**Your assignment:** Extract, from the records beneath this instruction, each line that contains the word "ClientId".
[[ The input, beginning ]]
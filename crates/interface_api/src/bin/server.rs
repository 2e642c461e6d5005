//! Studio Portal - Billing API Server Binary
//!
//! This binary starts the HTTP API server for the billing system.
//!
//! # Usage
//!
//! ```bash
//! # Defaults
//! cargo run --bin portal-api
//!
//! # Overriding through the environment
//! PORTAL_HOST=0.0.0.0 PORTAL_PORT=8080 DATABASE_URL=postgres://... cargo run --bin portal-api
//! ```
//!
//! # Environment
//!
//! * `PORTAL_HOST` - Server host (default: 0.0.0.0)
//! * `PORTAL_PORT` - Server port (default: 8080)
//! * `PORTAL_DATABASE_URL` / `DATABASE_URL` - PostgreSQL connection string
//! * `PORTAL_LOG_LEVEL` - Log level: trace, debug, info, warn, error (default: info)
//! * `PORTAL_INVOICE_PREFIX` - Prefix for invoice numbers (default: SP)
//! * `PORTAL_TIMEZONE` - IANA name of the billing timezone (default: Asia/Kolkata)
//! * `PORTAL_DAY_CUTOFF` - Local time the working day starts, HH:MM:SS (default: 10:00:00)
//! * `PORTAL_IGST_RATE` - IGST fraction applied to domestic clients (default: 0.18)

use anyhow::Context;
use infra_db::{create_pool, DatabaseConfig};
use interface_api::{config::ApiConfig, create_router};
use std::net::SocketAddr;
use tokio::net::TcpListener;
use tracing_subscriber::{layer::SubscriberExt, util::SubscriberInitExt, EnvFilter};

#[tokio::main]
async fn main() -> anyhow::Result<()> {
    // .env is optional; deployments set the environment directly
    dotenvy::dotenv().ok();

    let config = load_config();

    init_tracing(&config.log_level);

    tracing::info!(
        host = %config.host,
        port = %config.port,
        "Starting Studio Portal billing API server"
    );

    let pool = create_pool(DatabaseConfig::new(config.database_url.clone()))
        .await
        .context("Failed to connect to the database")?;

    // Verify connectivity before accepting traffic
    sqlx::query("SELECT 1")
        .execute(&pool)
        .await
        .context("Database connectivity check failed")?;

    let app = create_router(pool, config.clone());

    let addr: SocketAddr = config
        .server_addr()
        .parse()
        .context("Invalid server address")?;

    tracing::info!(%addr, "Server listening");

    let listener = TcpListener::bind(addr)
        .await
        .context("Failed to bind server address")?;
    axum::serve(listener, app)
        .with_graceful_shutdown(shutdown_signal())
        .await
        .context("Server error")?;

    tracing::info!("Server shutdown complete");
    Ok(())
}

/// Builds the runtime configuration.
///
/// Tries the PORTAL_-prefixed environment first; when that does not
/// deserialize, falls back to individual variables over the defaults.
fn load_config() -> ApiConfig {
    ApiConfig::from_env().unwrap_or_else(|_| {
        let defaults = ApiConfig::default();
        ApiConfig {
            host: std::env::var("PORTAL_HOST").unwrap_or(defaults.host),
            port: std::env::var("PORTAL_PORT")
                .ok()
                .and_then(|p| p.parse().ok())
                .unwrap_or(defaults.port),
            database_url: std::env::var("DATABASE_URL")
                .or_else(|_| std::env::var("PORTAL_DATABASE_URL"))
                .unwrap_or(defaults.database_url),
            log_level: std::env::var("PORTAL_LOG_LEVEL")
                .or_else(|_| std::env::var("RUST_LOG"))
                .unwrap_or(defaults.log_level),
            invoice_prefix: std::env::var("PORTAL_INVOICE_PREFIX")
                .unwrap_or(defaults.invoice_prefix),
            timezone: std::env::var("PORTAL_TIMEZONE")
                .ok()
                .and_then(|s| s.parse().ok())
                .unwrap_or(defaults.timezone),
            day_cutoff: std::env::var("PORTAL_DAY_CUTOFF")
                .ok()
                .and_then(|s| s.parse().ok())
                .unwrap_or(defaults.day_cutoff),
            igst_rate: std::env::var("PORTAL_IGST_RATE")
                .ok()
                .and_then(|s| s.parse().ok())
                .unwrap_or(defaults.igst_rate),
        }
    })
}

/// Wires the fmt subscriber behind an env filter; RUST_LOG wins over config.
fn init_tracing(log_level: &str) {
    let filter = EnvFilter::try_from_default_env()
        .or_else(|_| EnvFilter::try_new(log_level))
        .unwrap_or_else(|_| EnvFilter::new("info"));

    tracing_subscriber::registry()
        .with(filter)
        .with(tracing_subscriber::fmt::layer().with_target(true))
        .init();
}

/// Resolves when Ctrl+C or SIGTERM arrives, letting in-flight requests
/// finish before the process exits.
async fn shutdown_signal() {
    let ctrl_c = async {
        tokio::signal::ctrl_c()
            .await
            .expect("Failed to install Ctrl+C handler");
    };

    #[cfg(unix)]
    let terminate = async {
        tokio::signal::unix::signal(tokio::signal::unix::SignalKind::terminate())
            .expect("Failed to install signal handler")
            .recv()
            .await;
    };

    #[cfg(not(unix))]
    let terminate = std::future::pending::<()>();

    tokio::select! {
        _ = ctrl_c => {
            tracing::info!("Received Ctrl+C, initiating graceful shutdown");
        }
        _ = terminate => {
            tracing::info!("Received SIGTERM, initiating graceful shutdown");
        }
    }
}
//! Client aggregate
//!
//! A client is the account a project is billed to. Tax treatment keys on the
//! client's country, and invoice periods anchor on dates carried here: the
//! billing-detail configuration and the date the client was last marked
//! active.

use chrono::NaiveDate;
use serde::{Deserialize, Serialize};

use core_kernel::ClientId;

use crate::billing_details::ClientBillingDetails;
use crate::error::ClientError;

/// ISO 3166-1 alpha-2 country code
#[derive(Debug, Clone, PartialEq, Eq, Hash, Serialize, Deserialize)]
#[serde(transparent)]
pub struct CountryCode(String);

impl CountryCode {
    pub fn new(code: impl Into<String>) -> Self {
        Self(code.into().to_ascii_uppercase())
    }

    pub fn as_str(&self) -> &str {
        &self.0
    }

    /// Domestic clients are the ones IGST applies to
    pub fn is_india(&self) -> bool {
        self.0 == "IN"
    }
}

impl std::fmt::Display for CountryCode {
    fn fmt(&self, f: &mut std::fmt::Formatter<'_>) -> std::fmt::Result {
        write!(f, "{}", self.0)
    }
}

/// A client account
#[derive(Debug, Clone, PartialEq, Serialize, Deserialize)]
pub struct Client {
    /// Unique client identifier
    pub id: ClientId,
    /// Display name
    pub name: String,
    /// Country the client is invoiced in
    pub country: CountryCode,
    /// When the client was last marked active, if ever
    ///
    /// Reactivating a dormant client moves the next invoice period's start
    /// forward to this date.
    pub last_marked_active_on: Option<NaiveDate>,
    /// Billing configuration, absent until the account is set up for invoicing
    pub billing_details: Option<ClientBillingDetails>,
}

impl Client {
    /// Creates a new client
    pub fn new(name: impl Into<String>, country: CountryCode) -> Self {
        Self {
            id: ClientId::new_v7(),
            name: name.into(),
            country,
            last_marked_active_on: None,
            billing_details: None,
        }
    }

    /// Sets the billing configuration
    pub fn with_billing_details(mut self, details: ClientBillingDetails) -> Self {
        self.billing_details = Some(details);
        self
    }

    /// Records the date the client was last marked active
    pub fn with_last_marked_active(mut self, date: NaiveDate) -> Self {
        self.last_marked_active_on = Some(date);
        self
    }

    /// Whether the domestic tax rate applies to this client
    pub fn is_domestic(&self) -> bool {
        self.country.is_india()
    }

    /// The billing configuration, required for any invoicing computation
    pub fn billing_details(&self) -> Result<&ClientBillingDetails, ClientError> {
        self.billing_details
            .as_ref()
            .ok_or_else(|| ClientError::missing_billing_details(self.id))
    }
}

#[cfg(test)]
mod tests {
    use super::*;
    use crate::billing_details::BillingFrequency;
    use core_kernel::{Currency, Money};
    use rust_decimal_macros::dec;

    #[test]
    fn test_country_code_normalizes_case() {
        assert_eq!(CountryCode::new("in").as_str(), "IN");
        assert!(CountryCode::new("in").is_india());
        assert!(!CountryCode::new("US").is_india());
    }

    #[test]
    fn test_billing_details_are_a_precondition() {
        let client = Client::new("Acme Corp", CountryCode::new("US"));
        assert!(matches!(
            client.billing_details(),
            Err(ClientError::MissingBillingDetails(_))
        ));

        let details = ClientBillingDetails::new(
            BillingFrequency::Monthly,
            1,
            Money::new(dec!(40), Currency::USD),
        )
        .unwrap();
        let client = client.with_billing_details(details);
        assert!(client.billing_details().is_ok());
    }

    #[test]
    fn test_domestic_check_follows_country() {
        let domestic = Client::new("Chai Point", CountryCode::new("IN"));
        assert!(domestic.is_domestic());

        let overseas = Client::new("Acme Corp", CountryCode::new("GB"));
        assert!(!overseas.is_domestic());
    }
}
[[ The input, end ]]
**Completed task:**
use core_kernel::ClientId;
    pub id: ClientId,
            id: ClientId::new_v7(),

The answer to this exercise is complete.